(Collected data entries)
━━━

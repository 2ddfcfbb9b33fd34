// SPDX-License-Identifier: MIT
// Copyright 2026 Roland Dreier <roland@rolandd.dev>

//! Section loads and form submissions through the shell routes.

mod common;

use axum::http::StatusCode;
use common::*;
use finova_dashboard::render::{Region, ACCOUNT_FORM};
use serde_json::json;
use wiremock::matchers::{body_partial_json, method, path, query_param};
use wiremock::{Mock, MockServer, ResponseTemplate};

#[tokio::test]
async fn test_dashboard_from_service() {
    let server = MockServer::start().await;
    let app = create_test_app(&server);
    Mock::given(method("GET"))
        .and(path("/api/dashboard/7"))
        .respond_with(ResponseTemplate::new(200).set_body_json(json!({
            "primaryAccount": { "estimatedMonthlyIncome": 7100.0, "currentBalance": 120500.0 },
            "status": "Ahead of schedule"
        })))
        .mount(&server)
        .await;
    sign_in(&app, &server).await;

    let html = page(&app).await;
    assert!(html.contains("$7,100"));
    assert!(html.contains("$120,500"));
    assert!(html.contains("Ahead of schedule"));
}

#[tokio::test]
async fn test_dashboard_fallback_when_service_down() {
    let server = MockServer::start().await;
    let app = create_test_app(&server);
    Mock::given(method("GET"))
        .and(path("/api/dashboard/7"))
        .respond_with(ResponseTemplate::new(500))
        .mount(&server)
        .await;
    sign_in(&app, &server).await;

    let html = page(&app).await;
    assert!(html.contains("$6,965"));
    assert!(html.contains("$106,965.67"));
    assert!(html.contains("You are on track! ✓"));
}

#[tokio::test]
async fn test_partial_dashboard_is_healed() {
    let server = MockServer::start().await;
    let app = create_test_app(&server);
    Mock::given(method("GET"))
        .and(path("/api/dashboard/7"))
        .respond_with(ResponseTemplate::new(200).set_body_json(json!({ "status": "Behind" })))
        .mount(&server)
        .await;
    sign_in(&app, &server).await;

    let page_state = app.state.page.read().await;
    assert_eq!(page_state.region(Region::MonthlyIncome), Some("$6,965"));
    assert_eq!(page_state.region(Region::RetirementStatus), Some("Behind"));
}

#[tokio::test]
async fn test_accounts_with_no_data_show_samples() {
    let server = MockServer::start().await;
    let app = create_test_app(&server);
    Mock::given(method("GET"))
        .and(path("/api/accounts/user/7"))
        .respond_with(ResponseTemplate::new(200).set_body_json(json!([])))
        .mount(&server)
        .await;
    sign_in(&app, &server).await;

    let response = get(&app, "/section/accounts").await;
    assert_eq!(response.status(), StatusCode::OK);
    let html = body_text(response).await;

    assert!(html.contains("401(a) Plan"));
    assert!(html.contains("$975"));
    assert!(html.contains("$106,965"));
}

#[tokio::test]
async fn test_accounts_render_live_data() {
    let server = MockServer::start().await;
    let app = create_test_app(&server);
    Mock::given(method("GET"))
        .and(path("/api/accounts/user/7"))
        .respond_with(ResponseTemplate::new(200).set_body_json(json!([
            { "accountName": "Roth IRA", "accountType": "ROTH_IRA", "currentBalance": 52310.0, "onTrack": false }
        ])))
        .mount(&server)
        .await;
    Mock::given(method("GET"))
        .and(path("/api/contributions/user/7/summary"))
        .respond_with(ResponseTemplate::new(200).set_body_json(json!({
            "totalMonthlyFormatted": "$1,200",
            "totalAnnualFormatted": "$14,400"
        })))
        .mount(&server)
        .await;
    sign_in(&app, &server).await;

    let html = body_text(get(&app, "/section/accounts").await).await;
    assert!(html.contains("Roth IRA"));
    assert!(html.contains("$52,310"));
    assert!(html.contains("Behind Schedule"));
    assert!(html.contains("$14,400"));

    let html = body_text(get(&app, "/tabs/account/manage-accounts").await).await;
    assert!(html.contains("Employer: N/A"));
}

#[tokio::test]
async fn test_invalid_account_is_not_submitted() {
    let server = MockServer::start().await;
    let app = create_test_app(&server);
    sign_in(&app, &server).await;
    get(&app, "/modals/add-account").await;

    let response = post_form(
        &app,
        "/accounts",
        &[("accountName", ""), ("accountType", "401K"), ("currentBalance", "-5")],
    )
    .await;
    assert_eq!(response.status(), StatusCode::SEE_OTHER);

    assert!(requests_to(&server, "/api/accounts").await.is_empty());
    {
        let page_state = app.state.page.read().await;
        let form = page_state.form(ACCOUNT_FORM).expect("rejected form kept");
        assert!(form.errors.contains_key("accountName"));
        assert!(form.errors.contains_key("currentBalance"));
        assert_eq!(form.values["accountType"], "401K");
    }

    let html = page(&app).await;
    assert!(html.contains("role=\"dialog\""));
    assert!(html.contains("data-field=\"accountName\""));
    assert!(html.contains("data-field=\"currentBalance\""));
}

#[tokio::test]
async fn test_valid_account_is_created() {
    let server = MockServer::start().await;
    let app = create_test_app(&server);
    Mock::given(method("POST"))
        .and(path("/api/accounts"))
        .and(body_partial_json(json!({
            "userId": "7",
            "accountName": "Rollover IRA",
            "accountType": "IRA",
            "currentBalance": 2500.5
        })))
        .respond_with(ResponseTemplate::new(201))
        .expect(1)
        .mount(&server)
        .await;
    sign_in(&app, &server).await;
    get(&app, "/modals/add-account").await;

    post_form(
        &app,
        "/accounts",
        &[("accountName", "Rollover IRA"), ("accountType", "IRA"), ("currentBalance", "2500.50")],
    )
    .await;

    let html = page(&app).await;
    assert!(html.contains("Account created successfully!"));
    assert!(!html.contains("role=\"dialog\""));
    assert!(app.state.page.read().await.form(ACCOUNT_FORM).is_none());
    // The section reloads after a successful create.
    assert!(!requests_to(&server, "/api/accounts/user/7").await.is_empty());
}

#[tokio::test]
async fn test_failed_contribution_create_reports_error() {
    let server = MockServer::start().await;
    let app = create_test_app(&server);
    Mock::given(method("POST"))
        .and(path("/api/contributions"))
        .respond_with(ResponseTemplate::new(500))
        .mount(&server)
        .await;
    sign_in(&app, &server).await;
    get(&app, "/modals/add-contribution").await;

    post_form(
        &app,
        "/contributions",
        &[("contributionType", "ROTH"), ("monthlyAmount", "300")],
    )
    .await;

    let html = page(&app).await;
    assert!(html.contains("Failed to create contribution. Please try again."));
    assert!(html.contains("role=\"dialog\""));
}

#[tokio::test]
async fn test_scenarios_fall_back_when_unavailable() {
    let server = MockServer::start().await;
    let app = create_test_app(&server);
    sign_in(&app, &server).await;
    get(&app, "/section/planning").await;

    let response = post_form(&app, "/planning/scenarios", &[]).await;
    assert_eq!(response.status(), StatusCode::SEE_OTHER);

    let html = page(&app).await;
    assert!(html.contains("Current Scenario"));
    assert!(html.contains("Increase contributions by 20%"));
    assert!(html.contains("$2,150,000"));
    assert!(html.contains("Retire at age 67"));
}

#[tokio::test]
async fn test_retirement_calculator() {
    let server = MockServer::start().await;
    let app = create_test_app(&server);
    sign_in(&app, &server).await;
    get(&app, "/tabs/planning/calculator").await;
    let before = server.received_requests().await.unwrap().len();

    post_form(
        &app,
        "/calculators/retirement",
        &[
            ("currentAge", "30"),
            ("retirementAge", "65"),
            ("currentBalance", "50000"),
            ("monthlyContribution", "500"),
            ("annualReturn", "7"),
        ],
    )
    .await;

    let html = page(&app).await;
    assert!(html.contains("Years to Retirement:</strong> 35"));
    assert!(html.contains("On Track ✓"));
    assert!(html.contains("value=\"50000\""));
    assert_eq!(server.received_requests().await.unwrap().len(), before);
}

#[tokio::test]
async fn test_retirement_calculator_rejects_ages() {
    let server = MockServer::start().await;
    let app = create_test_app(&server);
    sign_in(&app, &server).await;
    get(&app, "/tabs/planning/calculator").await;

    post_form(
        &app,
        "/calculators/retirement",
        &[
            ("currentAge", "66"),
            ("retirementAge", "60"),
            ("currentBalance", "50000"),
            ("monthlyContribution", "500"),
            ("annualReturn", "7"),
        ],
    )
    .await;

    let html = page(&app).await;
    assert!(html.contains("Retirement age must be greater than current age"));
    assert!(!html.contains("Years to Retirement"));
}

#[tokio::test]
async fn test_social_security_estimate() {
    let server = MockServer::start().await;
    let app = create_test_app(&server);
    sign_in(&app, &server).await;
    get(&app, "/tabs/planning/social-security").await;

    post_form(
        &app,
        "/calculators/social-security",
        &[("annualIncome", "60000"), ("yearsWorked", "35")],
    )
    .await;

    // 60,000 * 0.4 / 12 = 2,000 at full retirement age.
    let html = page(&app).await;
    assert!(html.contains("$1,500/month"));
    assert!(html.contains("$2,000/month"));
    assert!(html.contains("$2,480/month"));
}

#[tokio::test]
async fn test_analytics_period_is_sent() {
    let server = MockServer::start().await;
    let app = create_test_app(&server);
    Mock::given(method("GET"))
        .and(path("/api/analytics/dashboard/7"))
        .and(query_param("period", "3m"))
        .respond_with(ResponseTemplate::new(200).set_body_json(json!({
            "keyStats": {
                "totalAssets": 250000.0,
                "totalAssetsTrend": "up",
                "trendPercentage": 4.5,
                "onTrackScore": 82,
                "onTrackStatus": "Good"
            },
            "insights": [{ "title": "Raise your match", "description": "Contribute 2% more", "type": "tip" }]
        })))
        .expect(1)
        .mount(&server)
        .await;
    sign_in(&app, &server).await;

    let response = get(&app, "/analytics?period=3m").await;
    assert_eq!(response.status(), StatusCode::OK);
    let html = body_text(response).await;

    assert!(html.contains("$250.0K"));
    assert!(html.contains("4.5%"));
    assert!(html.contains("82/100"));
    assert!(html.contains("savings-growth-canvas"));
    assert!(html.contains("time-button active\" data-period=\"3m\""));
}

#[tokio::test]
async fn test_analytics_failure_shows_error_panel() {
    let server = MockServer::start().await;
    let app = create_test_app(&server);
    sign_in(&app, &server).await;

    let html = body_text(get(&app, "/section/analytics").await).await;
    assert!(html.contains("Failed to load analytics data. Please try again later."));
    assert!(!html.contains("<canvas"));
}

#[tokio::test]
async fn test_unknown_analytics_period_is_rejected() {
    let server = MockServer::start().await;
    let app = create_test_app(&server);
    sign_in(&app, &server).await;

    let response = get(&app, "/analytics?period=2y").await;
    assert_eq!(response.status(), StatusCode::BAD_REQUEST);
    assert!(requests_to(&server, "/api/analytics").await.is_empty());
}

━━━

- [Work instructions]: Find how many lines of the entries contain "accountName". Respond with the number only.

- [Exercise solution]: 6